Proof that we sinned in Adam is the death of infants between Adam and Moses. Infants died because they sinned according to Romans 5:12. How did infants sin? Infants did not personally sin.

John Piper in his book Counted Righteous In Christ wrote: “Infants died. They could not read the law on their hearts and choose to obey or disobey it. Yet they died. Why? Paul’s answer in the context would be: the sin of Adam and the imputation of that sin to the human race” (page 96). Infants die like all people die because they sinned in Adam.

2. The Imputation of Our Sins to Christ on the Cross

Paul says that “God made Christ sin” in 2 Corinthians 5:21. Just as the imputation of Adam’s sin to mankind was not personal neither is the imputation of our sins to Christ. Christ did not become sinful on the cross.

The wages of sin is death. What we earned through sinning, God deposited into the account of Christ in heaven. When God looked at His Son’s record as He hung on the cross, at that moment He saw, not His Son’s righteousness but our sin. That is when He judged Him in our place. That is when Isaiah’s prophecy was fulfilled: “He was wounded for our transgressions….”

3. The Imputation of Christ’s righteousness to us at Salvation

The rest of 2 Corinthians 5:21 says, “That we might be made the righteousness of God.” Paul in Romans 4:1-5 further explains that like Abraham in Genesis 15:6 believed, not worked, it was counted or imputed to him for righteousness.

This is in stark contrast to Roman Catholicism's infusion. R. C. Sproul in a YouTube lecture on imputation exposes the Roman Catholic doctrine of infusion, which states that at baptism, God’s righteousness is infused or poured into the Catholic soul. The Council of Trent declared baptism the instrument for the beginning of justification. In biblical imputation, it is my standing before God that is changed once and for all.

If the Catholic mortally sins, his mortal sin kills the infused righteousness.

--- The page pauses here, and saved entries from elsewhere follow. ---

use std::collections::BTreeMap;

use rust_decimal::Decimal;
use serde::{Deserialize, Serialize};

/// Read-only pricing snapshot of a project, every amount rounded to cents.
///
/// `vat_amount` is the balancing figure, so
/// `subtotal + margin_amount - discount_amount + vat_amount == total_cost`.
#[derive(Debug, Clone, PartialEq, Serialize, Deserialize)]
#[serde(rename_all = "camelCase")]
pub struct CostBreakdown {
    pub material_cost: Decimal,
    pub labor_cost: Decimal,
    pub subtotal: Decimal,
    pub margin_amount: Decimal,
    pub discount_amount: Decimal,
    pub vat_amount: Decimal,
    pub total_cost: Decimal,
    pub cost_per_square_meter: Decimal,
}

impl CostBreakdown {
    /// Keyed view for collaborators that expect a plain map.
    pub fn to_map(&self) -> BTreeMap<String, Decimal> {
        [
            ("materialCost", self.material_cost),
            ("laborCost", self.labor_cost),
            ("subtotal", self.subtotal),
            ("marginAmount", self.margin_amount),
            ("discountAmount", self.discount_amount),
            ("vatAmount", self.vat_amount),
            ("totalCost", self.total_cost),
            ("costPerSquareMeter", self.cost_per_square_meter),
        ]
        .into_iter()
        .map(|(k, v)| (k.to_string(), v))
        .collect()
    }
}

The Catholic must be justified again with the second sacrament of penance. Catholicism calls our belief in biblical imputation Legal Fiction because God counts someone personally righteous when in reality he is not righteous. Catholicism confuses imputed righteousness with sanctification and thus creates a works righteousness system of salvation.

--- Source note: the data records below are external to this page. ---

use log::{debug, warn};
use rust_decimal::Decimal;

use super::costs_model::CostBreakdown;
use crate::components::{Labor, Material};
use crate::constants::DEFAULT_VAT_RATE;
use crate::errors::{CalculatorError, Error, Result};
use crate::projects::Project;
use crate::settings::PricingSettings;
use crate::utils::money::round_currency;

/// Unrounded intermediate amounts of one pricing run.
struct Pricing {
    material_cost: Decimal,
    labor_cost: Decimal,
    margin_amount: Decimal,
    discount_amount: Decimal,
    total: Decimal,
}

/// Aggregates a project's components into a VAT-inclusive total.
///
/// Component costs are VAT-exclusive; VAT is applied exactly once, on the
/// discounted total.
#[derive(Debug, Clone, PartialEq)]
pub struct CostCalculator {
    vat_rate: Decimal,
}

impl Default for CostCalculator {
    fn default() -> Self {
        Self::new(DEFAULT_VAT_RATE)
    }
}

impl CostCalculator {
    /// `vat_rate` is a percentage (20 = 20%).
    pub fn new(vat_rate: Decimal) -> Self {
        CostCalculator { vat_rate }
    }

    pub fn from_settings(settings: &PricingSettings) -> Self {
        Self::new(settings.vat_rate)
    }

    pub fn vat_rate(&self) -> Decimal {
        self.vat_rate
    }

    /// Prices the project, caches the result in `project.total_cost` and
    /// returns it. The cache is left untouched when pricing fails.
    pub fn compute_total_cost(&self, project: &mut Project) -> Result<Decimal> {
        debug!("Calculating total cost for project: {}", project.name);
        let total = round_currency(self.price(project)?.total);
        project.total_cost = Some(total);
        Ok(total)
    }

    /// Total divided by surface, or zero when the surface is not positive.
    pub fn compute_cost_per_square_meter(&self, project: &mut Project) -> Result<Decimal> {
        let total = self.compute_total_cost(project)?;
        Self::per_square_meter(project, total)
    }

    /// Pricing snapshot. Does not touch the cached total.
    pub fn compute_cost_breakdown(&self, project: &Project) -> Result<CostBreakdown> {
        let pricing = self.price(project)?;

        let material_cost = round_currency(pricing.material_cost);
        let labor_cost = round_currency(pricing.labor_cost);
        let subtotal = round_currency(pricing.material_cost + pricing.labor_cost);
        let margin_amount = round_currency(pricing.margin_amount);
        let discount_amount = round_currency(pricing.discount_amount);
        let total_cost = round_currency(pricing.total);

        Ok(CostBreakdown {
            material_cost,
            labor_cost,
            subtotal,
            margin_amount,
            discount_amount,
            vat_amount: total_cost - (subtotal + margin_amount - discount_amount),
            total_cost,
            cost_per_square_meter: Self::per_square_meter(project, total_cost)?,
        })
    }

    fn per_square_meter(project: &Project, total: Decimal) -> Result<Decimal> {
        if project.surface <= Decimal::ZERO {
            warn!(
                "Invalid surface area {} for project: {}",
                project.surface, project.name
            );
            return Ok(Decimal::ZERO);
        }
        let per_unit = total.checked_div(project.surface).ok_or_else(|| {
            Error::Calculation(CalculatorError::ProjectCost {
                project: project.name.clone(),
                reason: format!("cost per m² overflows for surface {}", project.surface),
            })
        })?;
        Ok(round_currency(per_unit))
    }

    fn price(&self, project: &Project) -> Result<Pricing> {
        self.run_pipeline(project).map_err(|e| {
            Error::Calculation(CalculatorError::ProjectCost {
                project: project.name.clone(),
                reason: e.to_string(),
            })
        })
    }

    fn run_pipeline(&self, project: &Project) -> Result<Pricing> {
        let material_cost = sum_costs(
            "materials",
            project.materials.iter().map(Material::calculate_cost),
        )?;
        let labor_cost = sum_costs(
            "labor",
            project.labor_items.iter().map(Labor::calculate_cost),
        )?;

        let subtotal = checked(material_cost.checked_add(labor_cost), "subtotal")?;
        let margin_amount = checked(
            subtotal
                .checked_mul(project.profit_margin)
                .map(|m| m / Decimal::ONE_HUNDRED),
            "profit margin",
        )?;
        let before_discount = checked(subtotal.checked_add(margin_amount), "profit margin")?;

        let discount_rate = project.discount_rate();
        let discount_amount = checked(before_discount.checked_mul(discount_rate), "discount")?;
        let discounted = before_discount - discount_amount;

        let vat_factor = Decimal::ONE + self.vat_rate / Decimal::ONE_HUNDRED;
        let total = checked(discounted.checked_mul(vat_factor), "VAT")?;

        debug!(
            "Project {}: materials={} labor={} margin={} discount={} ({}) vat={}% total={}",
            project.name,
            material_cost,
            labor_cost,
            margin_amount,
            discount_amount,
            discount_rate,
            self.vat_rate,
            total
        );

        Ok(Pricing {
            material_cost,
            labor_cost,
            margin_amount,
            discount_amount,
            total,
        })
    }
}

fn sum_costs(label: &str, mut costs: impl Iterator<Item = Result<Decimal>>) -> Result<Decimal> {
    costs.try_fold(Decimal::ZERO, |acc, cost| checked(acc.checked_add(cost?), label))
}

fn checked(value: Option<Decimal>, step: &str) -> Result<Decimal> {
    value.ok_or_else(|| {
        Error::Calculation(CalculatorError::Overflow {
            component: step.to_string(),
        })
    })
}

The Scriptures teach that the righteousness imputed is real righteousness. There is nothing fictional about the righteousness on our record in heaven.

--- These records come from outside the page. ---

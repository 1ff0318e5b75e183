use async_trait::async_trait;

use crate::clients::clients_model::{Client, ClientUpdate, NewClient};
use crate::errors::Result;

/// Trait for client repository operations
#[async_trait]
pub trait ClientRepositoryTrait: Send + Sync {
    fn find_all(&self) -> Result<Vec<Client>>;
    fn find_by_name(&self, name: &str) -> Result<Option<Client>>;
    fn find_by_id(&self, client_id: &str) -> Result<Option<Client>>;
    /// Number of projects still referencing the client.
    fn count_projects(&self, client_id: &str) -> Result<usize>;
    async fn save(&self, client: Client) -> Result<Client>;
    async fn update(&self, client: Client) -> Result<Client>;
    async fn delete(&self, client_id: &str) -> Result<usize>;
}

/// Trait for client service operations
#[async_trait]
pub trait ClientServiceTrait: Send + Sync {
    async fn create_client(&self, new_client: NewClient) -> Result<Client>;
    fn get_all_clients(&self) -> Result<Vec<Client>>;
    fn get_client_by_name(&self, name: &str) -> Result<Option<Client>>;
    async fn update_client(&self, name: &str, update: ClientUpdate) -> Result<Client>;
    async fn delete_client(&self, name: &str) -> Result<Option<Client>>;
    fn get_total_client_count(&self) -> Result<usize>;
    fn get_professional_clients(&self) -> Result<Vec<Client>>;
}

Imputed righteousness cannot be lost as can infused righteousness. In Romans 4:7, 8 Paul reads David’s praise for God’s imputed righteousness on his record in heaven on which sin can never again be imputed.

In this lecture, Sproul also defines what he calls Double Imputation. In double imputation, our sins are imputed to Christ on the cross, which is true. But the righteousness of Christ that is imputed to us at salvation, Sproul says, “He would not have unless He lived a life of perfect obedience. His life of perfect obedience is just as necessary to our salvation as his perfect atonement on the cross.”

This is called active obedience in His life, in addition to the passive obedience of Christ on the cross. This logical inference based on Romans 5:19 is not a proper exegesis. In Romans 5:19, Paul wrote that for “one man’s disobedience many were made sinners, so by the obedience of one shall many be made righteous.” The contrast is between the one act of disobedience of Adam in the garden, not a life of disobedience, and the one act of obedience of Christ in his death on the cross. The verse just before 5:19 makes this clear in the ESV: “Therefore, as one trespass led to condemnation for all men, so one act of righteousness leads to justification and life for all men.”

Imputation is based exclusively on the sufferings of Christ on the cross, not His life sufferings or his active obedience. Of course, Christ lived a perfectly holy life; he was and is the sinless God/Man. However, his atonement, as the Lamb of God who takes away the sins of the world, is based on his death. The OT atonement was based not on a blemishless lamb but on the shedding of the blood of the Passover lamb. God said, “When I see the blood, I will pass over you.” Christ our Passover is sacrificed for us “(1 Corinthians 5:7).

Like David in Psalm 32:2, we should bless the Lord because the righteousness of His Son is once and for all on our record in heaven that sin will never again be imputed to our account.